Joe Biden issues message of comfort as U.S. passes 100,000 coronavirus deaths

Joe Biden marked the grim milestone of 100,000 Americans dead due to the coronavirus by speaking about grief in a two-minute video he tweeted Wednesday evening.   

The presumptive Democratic nominee took a swat at President Trump’s administration’s response to the pandemic, calling 100,000 dead a ‘fateful milestone we should never have reached.’ 

The president stayed away from mentioning that the U.S. death toll had slipped into six-figures and instead quoted Fox Business Network host Lou Dobbs Wednesday night saying Trump was ‘arguably the greatest president in our history.’    

Joe Biden marked the 100,000 Americans who died of the coronavirus Wednesday by tweeting a two-minute video he recorded in which he talked about grief and also hit the Trump administration for its response to the pandemic 

President Trump didn't mention the 100,000 milestone as it passed by, though later tweeted a short video clip from Fox Business Network's Lou Dobbs that said he was 'arguably the greatest president in our history'

President Trump didn’t mention the 100,000 milestone as it passed by, though later tweeted a short video clip from Fox Business Network’s Lou Dobbs that said he was ‘arguably the greatest president in our history’ 

He continued to tweet pro-Trump Dobbs segments into Wednesday night.  

Trump has shied away from the typical role of ‘mourner-in-chief’ despite his press secretary Kayleigh McEnany saying Tuesday that he takes that responsibility ‘very seriously.’ 

‘This is the hardest part of his presidency – going through this pandemic,’ she told reporters in the briefing room, adding that he had friends who perished. ‘It’s real to him, it’s personal to him.’

‘So he does see his role as that – comforting the nation,’ she added. ‘But reopening the country, giving the country hope at this time,’ she said, indicating that the president thought that was his job too.     

Biden, who lost his oldest son Beau to cancer almost exactly five years ago in 2015, and then lost his first wife and daughter in a car accident in December 1972, told Americans mourning the dead, ‘I think I know what you’re feeling.’  

‘You feel like you’re being sucked into a black hole in the middle of your chest,’ the former vice president described. 

‘It’s suffocating. Your heart is broken, there’s nothing but a feeling of emptiness right now,’ he continued. 

He was often approached on the campaign trail by Americans who were grieving because of the high-profile nature of his family members’ deaths. 

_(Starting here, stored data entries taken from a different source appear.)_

use crate::domain::performance::PerformanceMetrics;
use crate::domain::records::{BacktestRun, RunStatus};
use crate::domain::repositories::RunRepo;
use crate::infrastructure::persistence::repositories::{
    date_col, decimal_col, opt_timestamp_col, timestamp_col,
};
use anyhow::{Context, Result};
use async_trait::async_trait;
use chrono::{DateTime, Utc};
use sqlx::{Row, SqlitePool};

pub struct SqliteRunRepo {
    pool: SqlitePool,
}

impl SqliteRunRepo {
    pub fn new(pool: SqlitePool) -> Self {
        Self { pool }
    }

    fn map_row(row: &sqlx::sqlite::SqliteRow) -> Result<BacktestRun> {
        let status: String = row.try_get("status")?;
        let parameters_json: String = row.try_get("parameters_json")?;
        let tickers_json: String = row.try_get("tickers_json")?;
        let optimization_json: String = row.try_get("optimization_json")?;
        let report_json: Option<String> = row.try_get("report_json")?;
        let metrics_json: Option<String> = row.try_get("metrics_json")?;

        Ok(BacktestRun {
            id: row.try_get("id")?,
            name: row.try_get("name")?,
            strategy: row.try_get("strategy")?,
            parameters: serde_json::from_str(&parameters_json)
                .context("corrupt parameters_json")?,
            tickers: serde_json::from_str(&tickers_json).context("corrupt tickers_json")?,
            benchmark: row.try_get("benchmark")?,
            start_date: date_col(row, "start_date")?,
            end_date: date_col(row, "end_date")?,
            initial_capital: decimal_col(row, "initial_capital")?,
            is_optimization: row.try_get("is_optimization")?,
            optimization: serde_json::from_str(&optimization_json)
                .context("corrupt optimization_json")?,
            status: status
                .parse()
                .map_err(|e: String| anyhow::anyhow!(e))?,
            created_at: timestamp_col(row, "created_at")?,
            started_at: opt_timestamp_col(row, "started_at")?,
            completed_at: opt_timestamp_col(row, "completed_at")?,
            execution_seconds: row.try_get("execution_seconds")?,
            log_output: row.try_get("log_output")?,
            report: report_json
                .map(|s| serde_json::from_str(&s).context("corrupt report_json"))
                .transpose()?,
            metrics: metrics_json
                .map(|s| serde_json::from_str(&s).context("corrupt metrics_json"))
                .transpose()?,
            error_message: row.try_get("error_message")?,
        })
    }
}

#[async_trait]
impl RunRepo for SqliteRunRepo {
    async fn create(&self, run: &BacktestRun) -> Result<i64> {
        let result = sqlx::query(
            r#"
            INSERT INTO runs
                (name, strategy, parameters_json, tickers_json, benchmark,
                 start_date, end_date, initial_capital, is_optimization,
                 optimization_json, status, created_at, log_output)
            VALUES (?, ?, ?, ?, ?, ?, ?, ?, ?, ?, ?, ?, '')
            "#,
        )
        .bind(&run.name)
        .bind(&run.strategy)
        .bind(serde_json::to_string(&run.parameters)?)
        .bind(serde_json::to_string(&run.tickers)?)
        .bind(&run.benchmark)
        .bind(run.start_date.to_string())
        .bind(run.end_date.to_string())
        .bind(run.initial_capital.to_string())
        .bind(run.is_optimization)
        .bind(serde_json::to_string(&run.optimization)?)
        .bind(run.status.as_str())
        .bind(run.created_at.timestamp())
        .execute(&self.pool)
        .await
        .context("Failed to insert run")?;

        Ok(result.last_insert_rowid())
    }

    async fn get(&self, id: i64) -> Result<Option<BacktestRun>> {
        let row = sqlx::query("SELECT * FROM runs WHERE id = ?")
            .bind(id)
            .fetch_optional(&self.pool)
            .await?;
        row.as_ref().map(Self::map_row).transpose()
    }

    async fn update_status(&self, id: i64, status: RunStatus) -> Result<()> {
        let now = Utc::now().timestamp();
        match status {
            RunStatus::Running => {
                sqlx::query("UPDATE runs SET status = ?, started_at = ? WHERE id = ?")
                    .bind(status.as_str())
                    .bind(now)
                    .bind(id)
                    .execute(&self.pool)
                    .await?;
            }
            RunStatus::Completed | RunStatus::Failed => {
                sqlx::query("UPDATE runs SET status = ?, completed_at = ? WHERE id = ?")
                    .bind(status.as_str())
                    .bind(now)
                    .bind(id)
                    .execute(&self.pool)
                    .await?;
            }
            RunStatus::Pending => {
                sqlx::query("UPDATE runs SET status = ? WHERE id = ?")
                    .bind(status.as_str())
                    .bind(id)
                    .execute(&self.pool)
                    .await?;
            }
        }
        Ok(())
    }

    async fn update_results(
        &self,
        id: i64,
        metrics: &PerformanceMetrics,
        report: &serde_json::Value,
        execution_seconds: f64,
    ) -> Result<()> {
        sqlx::query(
            "UPDATE runs SET metrics_json = ?, report_json = ?, execution_seconds = ? WHERE id = ?",
        )
        .bind(serde_json::to_string(metrics)?)
        .bind(serde_json::to_string(report)?)
        .bind(execution_seconds)
        .bind(id)
        .execute(&self.pool)
        .await
        .context("Failed to persist run results")?;
        Ok(())
    }

    async fn update_error(&self, id: i64, message: &str) -> Result<()> {
        sqlx::query(
            "UPDATE runs SET status = 'failed', error_message = ?, completed_at = ? WHERE id = ?",
        )
        .bind(message)
        .bind(Utc::now().timestamp())
        .bind(id)
        .execute(&self.pool)
        .await?;
        Ok(())
    }

    async fn append_log(&self, id: i64, chunk: &str) -> Result<()> {
        sqlx::query("UPDATE runs SET log_output = log_output || ? WHERE id = ?")
            .bind(chunk)
            .bind(id)
            .execute(&self.pool)
            .await?;
        Ok(())
    }

    async fn get_by_strategy(&self, strategy: &str, limit: usize) -> Result<Vec<BacktestRun>> {
        let rows = sqlx::query(
            "SELECT * FROM runs WHERE strategy = ? ORDER BY created_at DESC, id DESC LIMIT ?",
        )
        .bind(strategy)
        .bind(limit as i64)
        .fetch_all(&self.pool)
        .await?;
        rows.iter().map(Self::map_row).collect()
    }

    async fn get_recent(&self, limit: usize) -> Result<Vec<BacktestRun>> {
        let rows = sqlx::query("SELECT * FROM runs ORDER BY created_at DESC, id DESC LIMIT ?")
            .bind(limit as i64)
            .fetch_all(&self.pool)
            .await?;
        rows.iter().map(Self::map_row).collect()
    }

    async fn get_stale(
        &self,
        status: RunStatus,
        older_than: DateTime<Utc>,
    ) -> Result<Vec<BacktestRun>> {
        // Pending staleness is judged on creation, running on start
        let column = match status {
            RunStatus::Running => "started_at",
            _ => "created_at",
        };
        let sql = format!(
            "SELECT * FROM runs WHERE status = ? AND {column} IS NOT NULL AND {column} < ?"
        );
        let rows = sqlx::query(&sql)
            .bind(status.as_str())
            .bind(older_than.timestamp())
            .fetch_all(&self.pool)
            .await?;
        rows.iter().map(Self::map_row).collect()
    }
}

He then talked about the specific pain to losing someone of COVID-19, as many Americans aren’t able to be at their loved one’s deathbed, due to the coronavirus being extremely contagious. 

‘For most of you, you weren’t able to be there when you lost your loving family member, your best friend,’ Biden said. ‘For most of you, you weren’t able to be there when they died, alone.’ 

‘With the pain, the anger the frustration, you’ll wonder whether or not you’ll be able to get anywhere from here,’ he continued. 

‘It’s made all the worse by knowing this is a fateful milestone we never should have reached, it could have been avoided,’ Biden said, aiming his ire at Trump, who he’ll be on the presidential ballot against in November. 

He encouraged those feeling loss that it would get better with time.

‘To all of you who are hurting so badly, I’m so sorry for your loss,’ Biden said. ‘I know there’s nothing I can say or anything I can do to dull the sharpness of the pain you feel right now.’ 

‘I can promise you from experience the day will come when the memory of your loved one will bring a smile to your lips before it brings a tear to your eyes,’ the ex-veep said. 

Biden further blamed Trump by bringing up a Columbia University study that said 36,000 lives could have been saved had the U.S. gone into lockdown a week earlier. 

Trump said the study was politicized. 

‘Columbia is a liberal, disgraceful institution to write that because all the people that they cater to were months after me, they said we shouldn’t close it,’ the president said, referring to his late January partial travel ban from China that he credits with saving the lives of millions of Americans. 

Biden concluded the short video by telling Americans that their fellow citizens were with them. 

‘This nations grieves with you, take some solace from that fact that we all grieve with you,’ Biden said.